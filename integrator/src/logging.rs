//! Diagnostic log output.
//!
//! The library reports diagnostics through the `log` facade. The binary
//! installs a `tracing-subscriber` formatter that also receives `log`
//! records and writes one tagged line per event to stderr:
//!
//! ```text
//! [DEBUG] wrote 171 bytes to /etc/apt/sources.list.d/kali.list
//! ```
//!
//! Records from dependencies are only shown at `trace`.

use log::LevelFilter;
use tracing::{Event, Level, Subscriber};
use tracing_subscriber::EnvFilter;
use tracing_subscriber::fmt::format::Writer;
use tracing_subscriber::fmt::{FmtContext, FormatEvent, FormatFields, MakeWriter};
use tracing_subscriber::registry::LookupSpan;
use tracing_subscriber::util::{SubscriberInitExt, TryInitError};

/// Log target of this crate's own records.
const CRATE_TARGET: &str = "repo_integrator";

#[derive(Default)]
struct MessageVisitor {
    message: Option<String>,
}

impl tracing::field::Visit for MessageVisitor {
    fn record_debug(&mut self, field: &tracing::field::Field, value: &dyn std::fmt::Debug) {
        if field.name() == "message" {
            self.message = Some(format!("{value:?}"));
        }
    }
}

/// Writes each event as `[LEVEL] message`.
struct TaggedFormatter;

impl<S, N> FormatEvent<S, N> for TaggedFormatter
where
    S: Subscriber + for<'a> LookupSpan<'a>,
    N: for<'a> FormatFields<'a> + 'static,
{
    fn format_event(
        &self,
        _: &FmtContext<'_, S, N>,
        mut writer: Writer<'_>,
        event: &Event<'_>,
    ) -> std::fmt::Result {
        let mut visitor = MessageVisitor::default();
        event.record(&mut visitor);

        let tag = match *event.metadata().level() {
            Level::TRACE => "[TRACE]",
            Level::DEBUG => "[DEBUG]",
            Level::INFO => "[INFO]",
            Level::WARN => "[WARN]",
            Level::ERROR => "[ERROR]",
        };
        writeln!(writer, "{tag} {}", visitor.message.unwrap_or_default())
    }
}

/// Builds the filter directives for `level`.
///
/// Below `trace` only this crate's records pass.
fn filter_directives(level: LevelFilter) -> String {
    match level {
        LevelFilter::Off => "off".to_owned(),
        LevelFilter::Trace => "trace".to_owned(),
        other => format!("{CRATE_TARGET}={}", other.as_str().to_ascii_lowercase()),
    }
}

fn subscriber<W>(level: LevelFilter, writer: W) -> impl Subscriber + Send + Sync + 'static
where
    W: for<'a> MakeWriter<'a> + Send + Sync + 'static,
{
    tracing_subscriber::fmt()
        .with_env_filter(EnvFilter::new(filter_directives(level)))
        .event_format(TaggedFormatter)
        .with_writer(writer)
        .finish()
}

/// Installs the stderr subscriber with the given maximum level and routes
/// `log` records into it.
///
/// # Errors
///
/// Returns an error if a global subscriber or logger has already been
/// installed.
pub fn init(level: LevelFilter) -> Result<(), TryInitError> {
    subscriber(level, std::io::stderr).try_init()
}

...

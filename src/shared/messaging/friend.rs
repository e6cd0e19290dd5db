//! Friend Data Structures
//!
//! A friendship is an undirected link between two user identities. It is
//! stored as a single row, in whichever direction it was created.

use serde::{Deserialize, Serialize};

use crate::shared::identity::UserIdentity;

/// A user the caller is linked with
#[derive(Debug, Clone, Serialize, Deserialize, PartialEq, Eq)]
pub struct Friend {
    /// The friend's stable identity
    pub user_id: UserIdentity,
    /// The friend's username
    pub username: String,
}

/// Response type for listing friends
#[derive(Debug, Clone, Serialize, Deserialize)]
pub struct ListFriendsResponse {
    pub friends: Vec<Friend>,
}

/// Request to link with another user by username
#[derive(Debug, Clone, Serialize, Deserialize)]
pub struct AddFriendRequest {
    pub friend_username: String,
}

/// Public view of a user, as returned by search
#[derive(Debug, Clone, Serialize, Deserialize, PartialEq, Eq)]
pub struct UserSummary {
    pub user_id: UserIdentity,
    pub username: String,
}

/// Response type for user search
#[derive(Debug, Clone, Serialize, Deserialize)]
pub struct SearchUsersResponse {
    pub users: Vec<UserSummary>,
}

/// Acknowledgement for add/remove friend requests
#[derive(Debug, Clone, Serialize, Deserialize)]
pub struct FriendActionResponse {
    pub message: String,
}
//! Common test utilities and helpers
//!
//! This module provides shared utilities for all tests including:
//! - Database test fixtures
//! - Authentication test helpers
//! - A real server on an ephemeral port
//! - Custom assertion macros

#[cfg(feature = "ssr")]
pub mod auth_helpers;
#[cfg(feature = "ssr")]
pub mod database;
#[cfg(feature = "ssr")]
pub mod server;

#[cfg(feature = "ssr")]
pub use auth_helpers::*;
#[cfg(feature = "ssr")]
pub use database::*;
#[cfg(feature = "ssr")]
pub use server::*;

▸ ASSIGNMENT: Which lines above run from the one containing "for listing friends" to the one containing "pub use server::*;"? Give them again exactly, both ends included.

▸ EXERCISE RESPONSE:
/// Response type for listing friends
#[derive(Debug, Clone, Serialize, Deserialize)]
pub struct ListFriendsResponse {
    pub friends: Vec<Friend>,
}

/// Request to link with another user by username
#[derive(Debug, Clone, Serialize, Deserialize)]
pub struct AddFriendRequest {
    pub friend_username: String,
}

/// Public view of a user, as returned by search
#[derive(Debug, Clone, Serialize, Deserialize, PartialEq, Eq)]
pub struct UserSummary {
    pub user_id: UserIdentity,
    pub username: String,
}

/// Response type for user search
#[derive(Debug, Clone, Serialize, Deserialize)]
pub struct SearchUsersResponse {
    pub users: Vec<UserSummary>,
}

/// Acknowledgement for add/remove friend requests
#[derive(Debug, Clone, Serialize, Deserialize)]
pub struct FriendActionResponse {
    pub message: String,
}
//! Common test utilities and helpers
//!
//! This module provides shared utilities for all tests including:
//! - Database test fixtures
//! - Authentication test helpers
//! - A real server on an ephemeral port
//! - Custom assertion macros

#[cfg(feature = "ssr")]
pub mod auth_helpers;
#[cfg(feature = "ssr")]
pub mod database;
#[cfg(feature = "ssr")]
pub mod server;

#[cfg(feature = "ssr")]
pub use auth_helpers::*;
#[cfg(feature = "ssr")]
pub use database::*;
#[cfg(feature = "ssr")]
pub use server::*;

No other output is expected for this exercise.